Diagnostic modalities

The time from TEVAR to diagnosis ranged from 0 to 204 months (mean 19.7 ± 36.4 months). Sixteen patients got infected during the first 3 months, 15 patients between 3 and 12 months, 9 patients between 13 and 24 months, 3 patients between 25 and 60 months and 4 patients after 60 months (NA = 10).

Imaging modalities included computed tomography (CT) in 78.9% patients (n = 45), followed by positron emission tomography (PET) scan in 24.6% (n = 14). The main findings on CT included presence of air or fluid collections around the stentgraft, or a thickened aortic wall. In one case, the transthoracic echocardiography was used to identify two mobile vegetations in the thoracic aortic endograft. Gastroscopy was used to diagnose five AEF.

In five cases, the details of blood cultures were not reported. And there was no bacteria growth in four cases. A total of 64 bacteria were isolated from blood, endografts, aortic wall, fluid collection or tissue. Staphylococcus aureus was isolated in 16 cases (25%), Candida albicans in 10 (15.6%), Streptococcus in 8 (12.5%) and Pseudomonas in 5 (7.8%) (Table 2). In 22 patients, the infection was polymicrobic.

Treatment modalities

Treatment modalities were reported in all cases. In 21 cases (36.8%), a conservative medical treatment was undertaken using a long-lasting antibiotic therapy with or without continuous percutaneous drainage and irrigation of the infected site, placed percutaneously under echographic or CT guidance (five cases). Thirty-six patients (63.2%) underwent a surgical procedure: 14 (38.9%) underwent in-situ aortic replacement, 18 (50%) were treated with extra-anatomic aortic bypass and 4 (11.1%) received a graft preservation treatment (oesophagectomy with fistula resection and additional surgical drainage). In-situ aortic replacement was performed using a cryopreserved allograft (homograft) in one case, prosthetic grafts soaked in antibiotic in nine cases and non-soaked prosthetic grafts in four cases (Table 1). There were no available data concerning whether the prosthetic grafts were rifampicin-soaked or silver-coated.

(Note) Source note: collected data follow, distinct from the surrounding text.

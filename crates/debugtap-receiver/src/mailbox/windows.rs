//! Binding to the real `DBWIN_*` objects.

use std::io;
use std::mem::ManuallyDrop;
use std::os::windows::io::{AsRawHandle, FromRawHandle, IntoRawHandle, OwnedHandle, RawHandle};
use std::ptr::{self, NonNull};
use std::time::Duration;

use parking_lot::RwLock;
use windows_sys::Win32::Foundation::{
    CloseHandle, ERROR_ALREADY_EXISTS, GetLastError, INVALID_HANDLE_VALUE, WAIT_FAILED,
    WAIT_OBJECT_0, WAIT_TIMEOUT,
};
use windows_sys::Win32::System::Memory::{
    CreateFileMappingW, FILE_MAP_READ, MEMORY_MAPPED_VIEW_ADDRESS, MapViewOfFile, PAGE_READWRITE,
    UnmapViewOfFile,
};
use windows_sys::Win32::System::Threading::{CreateEventW, SetEvent, WaitForSingleObject};

use super::{Mailbox, WaitOutcome};
use crate::codec::SEGMENT_SIZE;
use crate::config::{ChannelNames, ReceiverConfig, wait_millis};
use crate::error::{ReceiverError, Result};

fn wide(name: &str) -> Vec<u16> {
    name.encode_utf16().chain(std::iter::once(0)).collect()
}

/// A read-only view of the segment.
struct MappedView {
    base: NonNull<u8>,
}

// SAFETY: the view is plain shared memory owned by this process until unmapped;
// it is only read through `&self` and unmapped once through `self`.
unsafe impl Send for MappedView {}
// SAFETY: see above.
unsafe impl Sync for MappedView {}

impl MappedView {
    fn map(mapping: &OwnedHandle) -> io::Result<Self> {
        // SAFETY: `mapping` is a valid file-mapping handle of SEGMENT_SIZE bytes.
        let view = unsafe { MapViewOfFile(mapping.as_raw_handle(), FILE_MAP_READ, 0, 0, 0) };
        NonNull::new(view.Value.cast::<u8>())
            .map(|base| Self { base })
            .ok_or_else(io::Error::last_os_error)
    }

    fn unmap(self) -> io::Result<()> {
        let this = ManuallyDrop::new(self);
        unmap_raw(this.base)
    }
}

impl Drop for MappedView {
    fn drop(&mut self) {
        let _ = unmap_raw(self.base);
    }
}

fn unmap_raw(base: NonNull<u8>) -> io::Result<()> {
    let address = MEMORY_MAPPED_VIEW_ADDRESS {
        Value: base.as_ptr().cast(),
    };
    // SAFETY: `address` came from MapViewOfFile and is unmapped exactly once.
    if unsafe { UnmapViewOfFile(address) } == 0 {
        return Err(io::Error::last_os_error());
    }
    Ok(())
}

fn close_handle(handle: OwnedHandle) -> io::Result<()> {
    let raw = handle.into_raw_handle();
    // SAFETY: `raw` was owned and is closed exactly once.
    if unsafe { CloseHandle(raw) } == 0 {
        return Err(io::Error::last_os_error());
    }
    Ok(())
}

fn owned(raw: RawHandle) -> Option<OwnedHandle> {
    if raw.is_null() || raw == INVALID_HANDLE_VALUE {
        return None;
    }
    // SAFETY: `raw` is a freshly created handle owned by the caller.
    Some(unsafe { OwnedHandle::from_raw_handle(raw) })
}

fn create_event(name: &str) -> Result<OwnedHandle> {
    let name_w = wide(name);
    // SAFETY: `name_w` is NUL-terminated; default security; auto-reset, unsignaled.
    let raw = unsafe { CreateEventW(ptr::null(), 0, 0, name_w.as_ptr()) };
    owned(raw).ok_or_else(|| ReceiverError::resource_unavailable(name, io::Error::last_os_error()))
}

/// OS objects held while the segment is open.
struct Resources {
    mapping: OwnedHandle,
    view: MappedView,
    buffer_ready: OwnedHandle,
    data_ready: OwnedHandle,
}

impl Resources {
    /// Releases in reverse acquisition order, attempting every release.
    fn release(self) -> Result<()> {
        let results = [
            ("data_ready", close_handle(self.data_ready)),
            ("buffer_ready", close_handle(self.buffer_ready)),
            ("view", self.view.unmap()),
            ("mapping", close_handle(self.mapping)),
        ];

        let mut first = None;
        for (resource, result) in results {
            if let Err(e) = result {
                tracing::warn!(resource, error = %e, "failed to release mailbox object");
                first.get_or_insert_with(|| ReceiverError::resource_unavailable(resource, e));
            }
        }
        first.map_or(Ok(()), Err)
    }
}

/// The system-wide `DBWIN_BUFFER` segment and its two signals.
///
/// Acquisition is all-or-nothing: if any object cannot be created, the ones
/// already acquired are released before `open` returns.
pub struct SharedSegment {
    names: ChannelNames,
    resources: RwLock<Option<Resources>>,
}

impl SharedSegment {
    /// Creates or opens the segment and signals named by `config`.
    ///
    /// # Errors
    /// Returns [`ReceiverError::ResourceUnavailable`] if an object cannot be
    /// created or mapped, or if `config.exclusive` is set and another monitor
    /// already owns the segment.
    pub fn open(config: &ReceiverConfig) -> Result<Self> {
        config.validate()?;
        let names = config.resolved_names();

        let buffer_w = wide(&names.buffer);
        // SAFETY: pagefile-backed mapping; `buffer_w` is NUL-terminated.
        let raw = unsafe {
            CreateFileMappingW(
                INVALID_HANDLE_VALUE,
                ptr::null(),
                PAGE_READWRITE,
                0,
                SEGMENT_SIZE as u32,
                buffer_w.as_ptr(),
            )
        };
        // SAFETY: reads the calling thread's last-error value.
        let already_exists = unsafe { GetLastError() } == ERROR_ALREADY_EXISTS;
        let mapping = owned(raw).ok_or_else(|| {
            ReceiverError::resource_unavailable(&names.buffer, io::Error::last_os_error())
        })?;
        if already_exists && config.exclusive {
            return Err(ReceiverError::resource_unavailable(
                &names.buffer,
                io::Error::new(
                    io::ErrorKind::AlreadyExists,
                    "another debug monitor already owns the segment",
                ),
            ));
        }

        let view = MappedView::map(&mapping)
            .map_err(|e| ReceiverError::resource_unavailable(&names.buffer, e))?;
        let buffer_ready = create_event(&names.buffer_ready)?;
        let data_ready = create_event(&names.data_ready)?;

        tracing::debug!(
            buffer = %names.buffer,
            buffer_ready = %names.buffer_ready,
            data_ready = %names.data_ready,
            "opened debug output segment"
        );

        Ok(Self {
            names,
            resources: RwLock::new(Some(Resources {
                mapping,
                view,
                buffer_ready,
                data_ready,
            })),
        })
    }

    /// Returns the resolved object names.
    #[must_use]
    pub const fn names(&self) -> &ChannelNames {
        &self.names
    }

    fn released(operation: &'static str) -> ReceiverError {
        ReceiverError::signal_failure(operation, io::Error::other("segment already released"))
    }
}

impl Mailbox for SharedSegment {
    fn signal_ready(&self) -> Result<()> {
        let guard = self.resources.read();
        let resources = guard.as_ref().ok_or_else(|| Self::released("set"))?;
        // SAFETY: the event handle stays open while the read lock is held.
        if unsafe { SetEvent(resources.buffer_ready.as_raw_handle()) } == 0 {
            return Err(ReceiverError::signal_failure(
                "set",
                io::Error::last_os_error(),
            ));
        }
        Ok(())
    }

    fn wait_for_data(&self, timeout: Duration) -> Result<WaitOutcome> {
        let millis = wait_millis(timeout);
        let guard = self.resources.read();
        let resources = guard.as_ref().ok_or_else(|| Self::released("wait"))?;
        // SAFETY: the event handle stays open while the read lock is held.
        match unsafe { WaitForSingleObject(resources.data_ready.as_raw_handle(), millis) } {
            WAIT_OBJECT_0 => Ok(WaitOutcome::Signaled),
            WAIT_TIMEOUT => Ok(WaitOutcome::TimedOut),
            WAIT_FAILED => Err(ReceiverError::signal_failure(
                "wait",
                io::Error::last_os_error(),
            )),
            other => Err(ReceiverError::signal_failure(
                "wait",
                io::Error::other(format!("unexpected wait result {other:#x}")),
            )),
        }
    }

    fn read_segment(&self, buf: &mut [u8]) -> usize {
        let guard = self.resources.read();
        let Some(resources) = guard.as_ref() else {
            return 0;
        };
        let len = buf.len().min(SEGMENT_SIZE);
        // SAFETY: the view maps SEGMENT_SIZE readable bytes and stays mapped
        // while the read lock is held; producers only write before data-ready.
        unsafe {
            ptr::copy_nonoverlapping(resources.view.base.as_ptr(), buf.as_mut_ptr(), len);
        }
        len
    }

    fn release(&self) -> Result<()> {
        let Some(resources) = self.resources.write().take() else {
            return Ok(());
        };
        tracing::debug!(buffer = %self.names.buffer, "releasing debug output segment");
        resources.release()
    }
}

impl Drop for SharedSegment {
    fn drop(&mut self) {
        if let Err(e) = self.release() {
            tracing::warn!(error = %e, "failed to release debug output segment on drop");
        }
    }
}

impl std::fmt::Debug for SharedSegment {
    fn fmt(&self, f: &mut std::fmt::Formatter<'_>) -> std::fmt::Result {
        f.debug_struct("SharedSegment")
            .field("names", &self.names)
            .field("open", &self.resources.read().is_some())
            .finish()
    }
}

The mortality was 52.4% (n = 11/21) after conservative treatment and 22.2% (n = 8/36) after surgical treatment (p = 0.0397) (Table 3). Among surgically treated patients, the mortality was 28.6% (n = 4/14) after in-situ aortic replacement, 22.2% (n = 4/18) after extra-anatomic aortic bypass and 0% (n = 0/4) after graft preservation (p = 0.5387). The majority of surgically treated patients who died, died of MOF (3/8) and respiratory failure (3/8) during hospitalization (Table 4).

Table 3.

Alternative treatments for infected TEVAR.

Outcome	Strategy		Total
Outcome	Surgical management (N = 36)	Conservative management (N = 21)	N = 57
Survival	28 (77.8%)	10 (47.6%)	38 (66.7%)
Death*	8 (22.2%)	11 (52.4%)	19 (33.3%)
Demographic
Age (y)	58.4 ± 12.9	69.9 ± 8.4	62.5 ± 13.9 (21–86.7)
Gender F	8 (22.2%)	4 (19.0%)	12
Time from TEVAR (m)	21.2 ± 39.1	18.5 ± 32.6	19.7 ± 36.4 (0–204)
Follow-up (m)	12.2 ± 7.8	15.6 ± 16.6	15.2 ± 16.3 (1–82)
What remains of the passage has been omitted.